» WHAT THIS TASK INVOLVES
Every line containing the string "delivered" should be returned from the records.

──────── RECORDS TO PROCESS ────────

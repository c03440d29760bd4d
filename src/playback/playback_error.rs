use std::fmt;

#[derive(Debug, Clone)]
pub enum PlaybackError {
    /// No usable output device.
    DeviceUnavailable(String),
    StreamBuild(String),
    StreamPlay(String),
}

impl fmt::Display for PlaybackError {
    fn fmt(&self, f: &mut fmt::Formatter<'_>) -> fmt::Result {
        match self {
            PlaybackError::DeviceUnavailable(e) => write!(f, "output device unavailable: {e}"),
            PlaybackError::StreamBuild(e) => write!(f, "stream build error: {e}"),
            PlaybackError::StreamPlay(e) => write!(f, "stream play error: {e}"),
        }
    }
}

impl std::error::Error for PlaybackError {}
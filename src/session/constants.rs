use std::time::Duration;

/// The transcript log keeps only this many recent entries.
pub const TRANSCRIPT_CAP: usize = 10;

/// Depth of the bounded capture frame queue; a full queue drops frames.
pub const CAPTURE_QUEUE_FRAMES: usize = 8;

/// Poll timeout for the capture receiver in the session event loop.
pub const CAPTURE_POLL: Duration = Duration::from_millis(5);

/// Poll timeout for the channel receiver in the session event loop.
pub const CHANNEL_POLL: Duration = Duration::from_millis(1);
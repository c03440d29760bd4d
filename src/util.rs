use std::time::SystemTime;

pub fn now_millis() -> u128 {
    SystemTime::now()
        .duration_since(SystemTime::UNIX_EPOCH)
        .map(|d| d.as_millis())
        .unwrap_or_default()
}
use std::sync::mpsc::SyncSender;

use crate::capture::{audio_frame::AudioFrame, capture_error::CaptureError};

/// Result type for capture operations.
pub type CaptureResult<T> = Result<T, CaptureError>;

/// Event delivered by a running capture source.
#[derive(Debug)]
pub enum CaptureEvent {
    /// One fixed-size block of captured samples.
    Frame(AudioFrame),
    /// Unrecoverable device failure; fatal to the owning session.
    Error(CaptureError),
}

/// Abstraction over the microphone input.
///
/// Implementations:
/// - `CpalCaptureSource`: uses the real sound card.
/// - Fake sources in test code (no hardware).
///
/// Delivery is best-effort through a bounded queue: a source must never
/// block real time waiting for the consumer. If a frame cannot be enqueued
/// it is dropped and counted.
pub trait CaptureSource: Send {
    /// Starts capture from the input device.
    ///
    /// Captured frames are sent through `tx` in capture order.
    ///
    /// # Errors
    /// Returns an error if capture is already running. Device failures that
    /// occur after the worker has started are delivered asynchronously as
    /// [`CaptureEvent::Error`].
    fn start(&mut self, tx: SyncSender<CaptureEvent>) -> CaptureResult<()>;

    /// Stops capture and releases the device. Idempotent: safe to call
    /// repeatedly or without a prior `start`.
    fn stop(&mut self);

    /// Number of frames dropped due to back-pressure since the last start.
    fn frames_dropped(&self) -> u64 {
        0
    }
}
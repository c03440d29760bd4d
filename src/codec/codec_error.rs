use std::fmt;

#[derive(Debug, Clone)]
pub enum CodecError {
    /// The inbound payload could not be decoded into whole PCM samples.
    MalformedPayload(String),
}

impl fmt::Display for CodecError {
    fn fmt(&self, f: &mut fmt::Formatter<'_>) -> fmt::Result {
        match self {
            CodecError::MalformedPayload(e) => write!(f, "malformed payload: {e}"),
        }
    }
}

impl std::error::Error for CodecError {}
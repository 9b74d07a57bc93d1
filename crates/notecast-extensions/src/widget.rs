//! Remote-rendered widget boxes.
//!
//! A `[!widget]` quote's body is a widget spec. The annotation pass submits
//! the spec to the remote render queue; the rich-HTML renderer wraps the
//! resolved markup in a card wrapper so its contents can be restored
//! verbatim after sanitization.

use notecast_pipeline::{
    Destination, Extension, JobKind, Kind, PipelineError, RemoteOutcome, RenderContext, Token,
    TokenKind, WalkContext, escape_html,
};

/// Renders `[!widget]` boxes through the remote endpoint.
#[derive(Debug, Default)]
pub struct WidgetExtension;

impl WidgetExtension {
    #[must_use]
    pub fn new() -> Self {
        Self
    }
}

impl Extension for WidgetExtension {
    fn name(&self) -> &'static str {
        "widget"
    }

    fn claims(&self) -> &'static [Kind] {
        &[Kind::Widget]
    }

    fn walk(&mut self, token: &mut Token, ctx: &mut WalkContext<'_>) -> Result<(), PipelineError> {
        if ctx.destination != Destination::RichHtml {
            return Ok(());
        }
        if let TokenKind::Widget {
            source,
            placeholder,
        } = &mut token.kind
        {
            // The endpoint expects a JSON spec; a malformed one still gets
            // submitted (the endpoint reports its own error), but the author
            // sees a warning up front.
            if serde_json::from_str::<serde_json::Value>(source).is_err() {
                ctx.warnings
                    .push(format!("widget spec is not valid JSON: {source}"));
            }
            let id = ctx.placeholders.allocate();
            ctx.remote.submit(JobKind::Widget, source, id);
            *placeholder = Some(id);
        }
        Ok(())
    }

    fn render(&self, token: &Token, _inner: &str, ctx: &RenderContext<'_>) -> String {
        let TokenKind::Widget {
            source,
            placeholder,
        } = &token.kind
        else {
            return String::new();
        };
        match ctx.destination {
            Destination::RichHtml => {
                let Some(id) = placeholder else {
                    return format!("<pre>{}</pre>", escape_html(source));
                };
                let body = match ctx.placeholders.get(*id) {
                    Some(RemoteOutcome::Rendered(markup)) => markup.clone(),
                    Some(RemoteOutcome::Failed(reason)) => format!(
                        r#"<p class="nc-failed">widget unavailable: {}</p>"#,
                        escape_html(reason)
                    ),
                    None => r#"<p class="nc-pending">widget pending</p>"#.to_owned(),
                };
                format!(
                    r#"<section class="nc-widget" data-card="{}">{body}</section>"#,
                    id.value()
                )
            }
            Destination::PlainText => "[interactive widget]\n\n".to_owned(),
        }
    }
}
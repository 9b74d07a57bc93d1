//! Callout boxes from classified blockquotes.

use notecast_pipeline::{
    CalloutKind, Extension, Kind, RenderContext, Destination, Token, TokenKind, escape_html,
};

/// Emoji used for callouts on plain-text destinations.
fn plain_glyph(kind: CalloutKind) -> &'static str {
    match kind {
        CalloutKind::Note => "📝",
        CalloutKind::Tip => "💡",
        CalloutKind::Important => "❗",
        CalloutKind::Warning => "⚠️",
        CalloutKind::Caution => "🚫",
    }
}

/// Renders `[!note]`-style callouts.
///
/// Classification happens during tree building; this extension only owns the
/// per-destination rendering of the already-tagged variant.
#[derive(Debug, Default)]
pub struct CalloutExtension;

impl CalloutExtension {
    #[must_use]
    pub fn new() -> Self {
        Self
    }
}

impl Extension for CalloutExtension {
    fn name(&self) -> &'static str {
        "callout"
    }

    fn claims(&self) -> &'static [Kind] {
        &[Kind::Callout]
    }

    fn render(&self, token: &Token, inner: &str, ctx: &RenderContext<'_>) -> String {
        let TokenKind::Callout { kind, title } = &token.kind else {
            return inner.to_owned();
        };
        let label = title.as_deref().unwrap_or_else(|| kind.label());
        match ctx.destination {
            Destination::RichHtml => format!(
                r#"<section class="nc-callout nc-callout-{}"><p class="nc-callout-title">{}</p>{inner}</section>"#,
                kind.css_class(),
                escape_html(label)
            ),
            Destination::PlainText => {
                let mut out = format!("{} {label}\n", plain_glyph(*kind));
                for line in inner.trim_end().lines() {
                    out.push_str("▎");
                    out.push_str(line);
                    out.push('\n');
                }
                out.push('\n');
                out
            }
        }
    }
}
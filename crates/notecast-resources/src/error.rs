//! Error types for resource handling.

/// Error from the upload service.
#[derive(Debug, thiserror::Error)]
pub enum UploadError {
    /// HTTP request failed (network error, timeout, etc).
    #[error("HTTP request failed")]
    HttpRequest(#[from] ureq::Error),

    /// Server returned an error status.
    #[error("HTTP error: {status} - {body}")]
    HttpResponse {
        /// HTTP status code.
        status: u16,
        /// Response body (may contain error details).
        body: String,
    },

    /// Upload was accepted but the response carried an error code.
    #[error("upload rejected: {0}")]
    Rejected(String),

    /// I/O error reading the local file.
    #[error("I/O error")]
    Io(#[from] std::io::Error),
}
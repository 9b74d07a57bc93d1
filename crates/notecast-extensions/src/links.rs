//! Link references for destinations without hyperlinks.
//!
//! Neither destination supports clickable external links, so external links
//! render as their text followed by a numbered reference, and the
//! postprocess hook appends a references section listing the URLs.
//! Fragment, mailto, and relative links render as plain text.

use notecast_pipeline::{
    Destination, Extension, Kind, PipelineError, RenderContext, Token, TokenKind, WalkContext,
    escape_html,
};

/// Collects external links and renders them as numbered references.
#[derive(Debug, Default)]
pub struct LinkExtension {
    urls: Vec<String>,
}

impl LinkExtension {
    #[must_use]
    pub fn new() -> Self {
        Self::default()
    }

    fn reference_for(&mut self, url: &str) -> usize {
        if let Some(position) = self.urls.iter().position(|known| known == url) {
            return position + 1;
        }
        self.urls.push(url.to_owned());
        self.urls.len()
    }
}

fn is_external(url: &str) -> bool {
    url.starts_with("http://") || url.starts_with("https://")
}

impl Extension for LinkExtension {
    fn name(&self) -> &'static str {
        "links"
    }

    fn prepare(&mut self) {
        self.urls.clear();
    }

    fn claims(&self) -> &'static [Kind] {
        &[Kind::Link]
    }

    fn walk(&mut self, token: &mut Token, _ctx: &mut WalkContext<'_>) -> Result<(), PipelineError> {
        if let TokenKind::Link { url, reference, .. } = &mut token.kind {
            if is_external(url) {
                *reference = Some(self.reference_for(&url.clone()));
            }
        }
        Ok(())
    }

    fn render(&self, token: &Token, inner: &str, ctx: &RenderContext<'_>) -> String {
        let TokenKind::Link { reference, .. } = &token.kind else {
            return inner.to_owned();
        };
        match (reference, ctx.destination) {
            (Some(n), Destination::RichHtml) => {
                format!(r#"{inner}<sup class="nc-ref">[{n}]</sup>"#)
            }
            (Some(n), Destination::PlainText) => format!("{inner}[{n}]"),
            (None, _) => inner.to_owned(),
        }
    }

    fn postprocess(&mut self, output: &mut String, ctx: &RenderContext<'_>) {
        if self.urls.is_empty() {
            return;
        }
        match ctx.destination {
            Destination::RichHtml => {
                output.push_str(r#"<section class="nc-refs"><h3>References</h3><ol>"#);
                for url in &self.urls {
                    output.push_str(&format!("<li>{}</li>", escape_html(url)));
                }
                output.push_str("</ol></section>");
            }
            Destination::PlainText => {
                output.push_str("\n\nReferences\n");
                for (index, url) in self.urls.iter().enumerate() {
                    output.push_str(&format!("[{}] {url}\n", index + 1));
                }
            }
        }
    }

    fn cleanup(&mut self) {
        self.urls.clear();
    }
}

#[cfg(test)]
mod tests {
    use super::*;
    use notecast_pipeline::{NullImages, NullRemote, PlaceholderTable, StyleTable};
    use pretty_assertions::assert_eq;

    fn walk(ext: &mut LinkExtension, token: &mut Token) {
        let mut placeholders = PlaceholderTable::new();
        let mut remote = NullRemote::new();
        let mut images = NullImages;
        let mut warnings = Vec::new();
        let mut ctx = WalkContext {
            destination: Destination::RichHtml,
            placeholders: &mut placeholders,
            remote: &mut remote,
            images: &mut images,
            warnings: &mut warnings,
        };
        ext.walk(token, &mut ctx).unwrap();
    }

    fn link(url: &str) -> Token {
        Token::new(TokenKind::Link {
            url: url.to_owned(),
            title: String::new(),
            reference: None,
        })
    }

    #[test]
    fn test_external_links_numbered_in_order() {
        let mut ext = LinkExtension::new();
        ext.prepare();
        let mut a = link("https://a.example");
        let mut b = link("https://b.example");
        let mut a_again = link("https://a.example");
        walk(&mut ext, &mut a);
        walk(&mut ext, &mut b);
        walk(&mut ext, &mut a_again);

        let reference = |token: &Token| match token.kind {
            TokenKind::Link { reference, .. } => reference,
            _ => None,
        };
        assert_eq!(reference(&a), Some(1));
        assert_eq!(reference(&b), Some(2));
        assert_eq!(reference(&a_again), Some(1));
    }

    #[test]
    fn test_internal_links_untouched() {
        let mut ext = LinkExtension::new();
        ext.prepare();
        let mut anchor = link("#section");
        let mut mail = link("mailto:x@example.com");
        walk(&mut ext, &mut anchor);
        walk(&mut ext, &mut mail);
        assert!(matches!(
            anchor.kind,
            TokenKind::Link {
                reference: None,
                ..
            }
        ));
        assert!(matches!(
            mail.kind,
            TokenKind::Link {
                reference: None,
                ..
            }
        ));
    }

    #[test]
    fn test_postprocess_appends_references() {
        let mut ext = LinkExtension::new();
        ext.prepare();
        let mut a = link("https://a.example");
        walk(&mut ext, &mut a);

        let placeholders = PlaceholderTable::new();
        let style = StyleTable::rich_default();
        let ctx = RenderContext {
            destination: Destination::RichHtml,
            style: &style,
            placeholders: &placeholders,
        };
        let mut output = "<p>body</p>".to_owned();
        ext.postprocess(&mut output, &ctx);
        assert_eq!(
            output,
            r#"<p>body</p><section class="nc-refs"><h3>References</h3><ol><li>https://a.example</li></ol></section>"#
        );
    }

    #[test]
    fn test_postprocess_noop_without_links() {
        let mut ext = LinkExtension::new();
        ext.prepare();
        let placeholders = PlaceholderTable::new();
        let style = StyleTable::plain_default();
        let ctx = RenderContext {
            destination: Destination::PlainText,
            style: &style,
            placeholders: &placeholders,
        };
        let mut output = "text".to_owned();
        ext.postprocess(&mut output, &ctx);
        assert_eq!(output, "text");
    }
}
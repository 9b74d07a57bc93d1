//! Extension pipeline: composition, annotation, resolution, serialization.

use std::collections::HashMap;

use crate::builder::TreeBuilder;
use crate::error::PipelineError;
use crate::extension::{
    Extension, InlineRule, RenderContext, Services, WalkContext,
};
use crate::placeholder::PlaceholderTable;
use crate::style::{Destination, StyleTable};
use crate::tree::{Kind, Token, TokenKind};
use crate::{html, plaintext};

/// A source document with a stable identity.
///
/// The identity drives registry reset decisions in callers: resource and
/// card registries must be cleaned up when it changes.
#[derive(Debug, Clone)]
pub struct Document {
    pub id: String,
    pub text: String,
}

impl Document {
    #[must_use]
    pub fn new(id: impl Into<String>, text: impl Into<String>) -> Self {
        Self {
            id: id.into(),
            text: text.into(),
        }
    }
}

/// Result of rendering one document for one destination.
#[derive(Debug, Clone)]
pub struct Rendered {
    /// Serialized output.
    pub output: String,
    /// Title extracted from the first H1 heading, if any.
    pub title: Option<String>,
    /// Non-fatal warnings accumulated during the session.
    pub warnings: Vec<String>,
    /// Placeholder ids allocated this session.
    pub placeholders_allocated: usize,
    /// Placeholder ids still pending after the resolve phase.
    pub placeholders_pending: usize,
}

/// Builder for a [`Pipeline`].
pub struct PipelineBuilder {
    extensions: Vec<Box<dyn Extension>>,
    rich_style: StyleTable,
    plain_style: StyleTable,
}

impl PipelineBuilder {
    /// Register an extension. Registration order is walk order and inline
    /// rule precedence.
    #[must_use]
    pub fn extension(mut self, extension: impl Extension + 'static) -> Self {
        self.extensions.push(Box::new(extension));
        self
    }

    /// Override the rich-HTML style table.
    #[must_use]
    pub fn rich_style(mut self, style: StyleTable) -> Self {
        self.rich_style = style;
        self
    }

    /// Override the plain-text style table.
    #[must_use]
    pub fn plain_style(mut self, style: StyleTable) -> Self {
        self.plain_style = style;
        self
    }

    /// Build the pipeline, validating renderer claims.
    ///
    /// Each node kind may be claimed by at most one extension; conflicting
    /// claims are a build error rather than a silent precedence rule.
    pub fn build(self) -> Result<Pipeline, PipelineError> {
        let mut dispatch: HashMap<Kind, usize> = HashMap::new();
        for (index, extension) in self.extensions.iter().enumerate() {
            for &kind in extension.claims() {
                if let Some(&owner) = dispatch.get(&kind) {
                    return Err(PipelineError::RendererConflict {
                        kind,
                        first: self.extensions[owner].name(),
                        second: extension.name(),
                    });
                }
                dispatch.insert(kind, index);
            }
        }
        let rules = self
            .extensions
            .iter()
            .flat_map(|extension| extension.inline_rules())
            .collect();
        Ok(Pipeline {
            extensions: self.extensions,
            dispatch,
            rules,
            rich_style: self.rich_style,
            plain_style: self.plain_style,
        })
    }
}

/// Composed parse pipeline.
///
/// Extensions persist across parses; per-session state is reset through the
/// `prepare`/`cleanup` contract.
pub struct Pipeline {
    extensions: Vec<Box<dyn Extension>>,
    dispatch: HashMap<Kind, usize>,
    rules: Vec<InlineRule>,
    rich_style: StyleTable,
    plain_style: StyleTable,
}

impl std::fmt::Debug for Pipeline {
    fn fmt(&self, f: &mut std::fmt::Formatter<'_>) -> std::fmt::Result {
        f.debug_struct("Pipeline")
            .field("extensions", &self.extensions.len())
            .field("dispatch", &self.dispatch)
            .field("rules", &self.rules.len())
            .finish()
    }
}

impl Pipeline {
    #[must_use]
    pub fn builder() -> PipelineBuilder {
        PipelineBuilder {
            extensions: Vec::new(),
            rich_style: StyleTable::rich_default(),
            plain_style: StyleTable::plain_default(),
        }
    }

    /// Parse one document for one destination.
    ///
    /// Two-phase render: the annotation pass walks the tree in document
    /// order (extensions mutate tokens, submit remote jobs, register
    /// resources), the resolve phase drains the remote queue into the
    /// placeholder table, and a single serialization pass produces the
    /// output. Any hook error aborts the whole parse.
    pub fn parse(
        &mut self,
        document: &Document,
        destination: Destination,
        services: &mut Services<'_>,
    ) -> Result<Rendered, PipelineError> {
        let mut tree = TreeBuilder::new(&self.rules).build(&document.text);
        let mut placeholders = PlaceholderTable::new();
        let mut warnings = Vec::new();

        for extension in &mut self.extensions {
            extension.prepare();
        }

        {
            let mut ctx = WalkContext {
                destination,
                placeholders: &mut placeholders,
                remote: &mut *services.remote,
                images: &mut *services.images,
                warnings: &mut warnings,
            };
            walk_tokens(&mut tree, &mut self.extensions, &mut ctx)?;
        }

        services.remote.resolve(&mut placeholders);

        let title = extract_title(&tree);
        let style = match destination {
            Destination::RichHtml => &self.rich_style,
            Destination::PlainText => &self.plain_style,
        };
        let ctx = RenderContext {
            destination,
            style,
            placeholders: &placeholders,
        };

        let mut output = {
            let dispatch = &self.dispatch;
            let extensions = &self.extensions;
            let ext_render = |token: &Token, inner: &str, ctx: &RenderContext<'_>| {
                dispatch
                    .get(&token.kind.tag())
                    .map(|&index| extensions[index].render(token, inner, ctx))
            };
            match destination {
                Destination::RichHtml => html::render_document(&tree, &ctx, &ext_render),
                Destination::PlainText => plaintext::render_document(&tree, &ctx, &ext_render),
            }
        };

        for extension in &mut self.extensions {
            extension.postprocess(&mut output, &ctx);
        }
        // Final defensive pass for plain destinations: strip residual markup
        // and collapse blank-line runs, after postprocess hooks have appended
        // their sections.
        if destination == Destination::PlainText {
            output = plaintext::cleanup(&output);
        }
        for extension in &mut self.extensions {
            extension.cleanup();
        }

        Ok(Rendered {
            output,
            title,
            warnings,
            placeholders_allocated: placeholders.allocated(),
            placeholders_pending: placeholders.pending(),
        })
    }
}

/// Depth-first, document-order walk; every extension sees every token, each
/// hook completed before the next token is visited.
fn walk_tokens(
    token: &mut Token,
    extensions: &mut [Box<dyn Extension>],
    ctx: &mut WalkContext<'_>,
) -> Result<(), PipelineError> {
    for extension in extensions.iter_mut() {
        extension.walk(token, ctx)?;
    }
    for child in &mut token.children {
        walk_tokens(child, extensions, ctx)?;
    }
    Ok(())
}

fn extract_title(tree: &Token) -> Option<String> {
    tree.children.iter().find_map(|token| match &token.kind {
        TokenKind::Heading { level: 1, .. } => Some(token.plain_text()),
        _ => None,
    })
}

#[cfg(test)]
mod tests {
    use super::*;
    use crate::extension::{NullImages, NullRemote};
    use crate::tree::Kind;
    use pretty_assertions::assert_eq;

    fn parse(pipeline: &mut Pipeline, text: &str, destination: Destination) -> Rendered {
        let mut remote = NullRemote::new();
        let mut images = NullImages;
        let mut services = Services {
            remote: &mut remote,
            images: &mut images,
        };
        pipeline
            .parse(&Document::new("doc", text), destination, &mut services)
            .expect("parse")
    }

    #[test]
    fn test_minimal_document_rich() {
        let mut pipeline = Pipeline::builder().build().unwrap();
        let rendered = parse(&mut pipeline, "# Title\n\nSome *text*.", Destination::RichHtml);
        assert_eq!(
            rendered.output,
            "<h1>Title</h1><p>Some <em>text</em>.</p>"
        );
        assert_eq!(rendered.title, Some("Title".to_owned()));
        assert_eq!(rendered.placeholders_allocated, 0);
        assert_eq!(rendered.placeholders_pending, 0);
    }

    #[test]
    fn test_minimal_document_plain() {
        let mut pipeline = Pipeline::builder().build().unwrap();
        let rendered = parse(&mut pipeline, "# Title\n\nSome *text*.", Destination::PlainText);
        assert_eq!(rendered.output, "✦ Title\n\nSome text.");
    }

    #[test]
    fn test_renderer_conflict_is_build_error() {
        struct Claimer(&'static str);
        impl Extension for Claimer {
            fn name(&self) -> &'static str {
                self.0
            }
            fn claims(&self) -> &'static [Kind] {
                &[Kind::Heading]
            }
        }
        let err = Pipeline::builder()
            .extension(Claimer("first"))
            .extension(Claimer("second"))
            .build()
            .unwrap_err();
        match err {
            PipelineError::RendererConflict { kind, first, second } => {
                assert_eq!(kind, Kind::Heading);
                assert_eq!(first, "first");
                assert_eq!(second, "second");
            }
            other => panic!("unexpected error: {other}"),
        }
    }

    #[test]
    fn test_walk_order_is_document_order() {
        #[derive(Default)]
        struct Recorder {
            seen: Vec<String>,
        }
        impl Extension for Recorder {
            fn name(&self) -> &'static str {
                "recorder"
            }
            fn prepare(&mut self) {
                self.seen.clear();
            }
            fn walk(
                &mut self,
                token: &mut Token,
                _ctx: &mut WalkContext<'_>,
            ) -> Result<(), PipelineError> {
                if let TokenKind::Heading { level, .. } = token.kind {
                    self.seen.push(format!("h{level}:{}", token.plain_text()));
                }
                Ok(())
            }
            fn postprocess(&mut self, output: &mut String, _ctx: &RenderContext<'_>) {
                output.push_str(&format!("<!--{}-->", self.seen.join(",")));
            }
        }

        let mut pipeline = Pipeline::builder().extension(Recorder::default()).build().unwrap();
        let rendered = parse(
            &mut pipeline,
            "# A\n\n## B\n\ntext\n\n### C\n",
            Destination::RichHtml,
        );
        assert!(rendered.output.ends_with("<!--h1:A,h2:B,h3:C-->"));
    }

    #[test]
    fn test_hook_error_aborts_parse() {
        struct Failing;
        impl Extension for Failing {
            fn name(&self) -> &'static str {
                "failing"
            }
            fn walk(
                &mut self,
                token: &mut Token,
                _ctx: &mut WalkContext<'_>,
            ) -> Result<(), PipelineError> {
                if matches!(token.kind, TokenKind::Paragraph) {
                    return Err(PipelineError::extension("failing", "boom"));
                }
                Ok(())
            }
        }
        let mut pipeline = Pipeline::builder().extension(Failing).build().unwrap();
        let mut remote = NullRemote::new();
        let mut images = NullImages;
        let mut services = Services {
            remote: &mut remote,
            images: &mut images,
        };
        let err = pipeline
            .parse(
                &Document::new("doc", "# fine\n\nnot fine"),
                Destination::RichHtml,
                &mut services,
            )
            .unwrap_err();
        assert!(err.to_string().contains("boom"));
    }

    #[test]
    fn test_unrecognized_block_falls_back_to_default() {
        // A quote with an unknown marker renders as a plain blockquote
        // instead of crashing the parse.
        let mut pipeline = Pipeline::builder().build().unwrap();
        let rendered = parse(
            &mut pipeline,
            "> [!mystery]\n> body",
            Destination::RichHtml,
        );
        assert!(rendered.output.starts_with("<blockquote>"));
        assert!(rendered.output.contains("body"));
    }
}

────────

» COMPLETED TASK
/// Event delivered by a running capture source.
    /// occur after the worker has started are delivered asynchronously as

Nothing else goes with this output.